O Presidente da República, João Lourenço, garantiu esta quarta-feira que a electrificação do Triângulo dos Dembos está entre as prioridades do Executivo e deve concretizar-se em breve. A declaração foi feita durante a inauguração da fábrica de alumínio na Zona Franca da Barra do Dande, província do Bengo.

“A electrificação do Triângulo dos Dembos está nas nossas prioridades. Portanto, a qualquer altura, este projecto, que é antigo e muito reclamado pelas Autoridades da província do Bengo, vai acontecer”, afirmou o Chefe de Estado aos jornalistas.

Vandalização: “criminosos são assassinos”

Num discurso contundente, João Lourenço classificou os vândalos de infraestruturas energéticas como “criminosos” e “assassinos”, defendendo penas severas para quem destrói bens públicos.

O Presidente descreveu cenários dramáticos provocados pela sabotagem: estudantes impedidos de estudar, doentes a morrer em blocos operatórios por falta de energia e indústrias paralisadas com prejuízos avultados.

“Cada vez que ele vandalize uma torre, a sua própria família, no bairro, pode ficar sem energia. O doente que está no bloco operatório a ser operado, a meio da operação, fica sem energia. Como é que fica? O doente morre! Quem é que matou esse doente? É o vândalo”, denunciou João Lourenço, apelando à convergência dos três poderes do Estado e à denúncia popular.

Diversificação económica e aposta no alumínio

A nova fábrica de alumínio representa um marco na estratégia de diversificação económica do país, que pretende reduzir a dependência do petróleo bruto. O Presidente sublinhou que Angola exporta “quase que exclusivamente o crude, ainda por cima na sua forma bruta”, situação que deve mudar com a entrada em funcionamento da Refinaria do Lobito.

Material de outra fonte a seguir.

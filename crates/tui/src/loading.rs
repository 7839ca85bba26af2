//! Time-driven view state: the simulated loading delay and the counting
//! number animation. Both take `now` explicitly so ticks are testable.

use std::time::{Duration, Instant};

/// Delay before the gallery's simulated load completes.
pub const SIMULATED_LOAD_DELAY: Duration = Duration::from_secs(2);

/// Flag that starts `true` and drops to `false` once, after a fixed delay.
#[derive(Debug, Clone, Copy, PartialEq, Eq)]
pub struct LoadingGate {
    loading: bool,
    deadline: Option<Instant>,
}

impl LoadingGate {
    pub fn new(now: Instant, delay: Duration) -> Self {
        Self {
            loading: true,
            deadline: Some(now + delay),
        }
    }

    pub fn is_loading(&self) -> bool {
        self.loading
    }

    /// Whether a transition is still scheduled.
    pub fn is_pending(&self) -> bool {
        self.deadline.is_some()
    }

    /// Returns `true` on the tick that completes the load.
    pub fn tick(&mut self, now: Instant) -> bool {
        match self.deadline {
            Some(deadline) if now >= deadline => {
                self.deadline = None;
                self.loading = false;
                true
            }
            _ => false,
        }
    }

    /// Manual override from the "Toggle Loading" button. Cancels the pending
    /// transition so the timer never overrides the user's choice.
    pub fn toggle(&mut self) {
        self.deadline = None;
        self.loading = !self.loading;
    }
}

/// Number that counts up from zero to a target in fixed steps.
#[derive(Debug, Clone, Copy, PartialEq)]
pub struct CountingNumber {
    target: f64,
    started_at: Instant,
    duration: Duration,
    steps: u32,
}

impl CountingNumber {
    pub const DEFAULT_DURATION: Duration = Duration::from_millis(1000);
    pub const DEFAULT_STEPS: u32 = 60;

    pub fn new(target: f64, started_at: Instant) -> Self {
        Self {
            target,
            started_at,
            duration: Self::DEFAULT_DURATION,
            steps: Self::DEFAULT_STEPS,
        }
    }

    pub fn target(&self) -> f64 {
        self.target
    }

    /// Value shown at `now`: `target / steps` per elapsed step, clamped.
    pub fn value_at(&self, now: Instant) -> f64 {
        if self.steps == 0 || self.duration.is_zero() {
            return self.target;
        }
        let step_len = self.duration.as_secs_f64() / f64::from(self.steps);
        let elapsed = now.saturating_duration_since(self.started_at).as_secs_f64();
        let step = (elapsed / step_len).floor().min(f64::from(self.steps));
        let value = self.target / f64::from(self.steps) * step;
        if self.target >= 0.0 { value.min(self.target) } else { value.max(self.target) }
    }

    pub fn is_finished(&self, now: Instant) -> bool {
        now.saturating_duration_since(self.started_at) >= self.duration
    }
}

João Lourenço defendeu a transformação de matérias-primas no país para acrescentar valor, gerar emprego e aumentar as exportações. “Precisamos de transformar grande parte das matérias-primas que são extraídas do nosso país, ou mesmo importadas. Transformá-las aqui, acrescentar-lhes valor, dando emprego e aumentando a nossa exportação”, explicou.

Investimento privado como motor de crescimento

O Chefe de Estado reiterou que Angola não pode crescer apenas com investimento público, sendo fundamental atrair capital privado nacional e estrangeiro. Quanto a incentivos fiscais, foi claro: “Quem é investidor privado sabe que tem de pagar impostos. E não se pode condicionar o investimento privado a benefícios fiscais”.

Apontou, contudo, o baixo custo da energia em Angola como factor competitivo. “A energia em Angola é muito barata. Isso deve ser visto pelos industriais como uma forma de incentivo”, referiu, acrescentando que o país tem excedente de produção energética que precisa ser canalizado para o consumo industrial.

Preços e impacto económico

Questionado sobre eventual redução de preços com a nova fábrica, João Lourenço adoptou postura cautelosa: “Ainda nem começamos a produzir e já está a pensar nos preços? A economia diz que quando a oferta é grande, a tendência é os preços baixarem. Portanto, se quer que eu fale no geral, a tendência será essa”.

O Presidente destacou que o alumínio, juntamente com o aço e o cimento, são “bens essenciais” para a industrialização. Angola já produz cimento e iniciará agora a produção de alumínio, faltando apenas o aço para completar o triângulo industrial básico.

Zona Franca aberta a novos investimentos

A Zona Franca da Barra do Dande permanece aberta a novos projectos privados. João Lourenço esclareceu que o papel do Estado será garantir a infraestruturação dos terrenos, energia e água, cabendo ao sector privado os restantes investimentos.

“Quem vai investir aqui, por enquanto a gente não sabe. São bem-vindos todos aqueles que queiram fazer investimento privado de relevo aqui, nesta Zona Franca da Barra do Dande”, concluiu.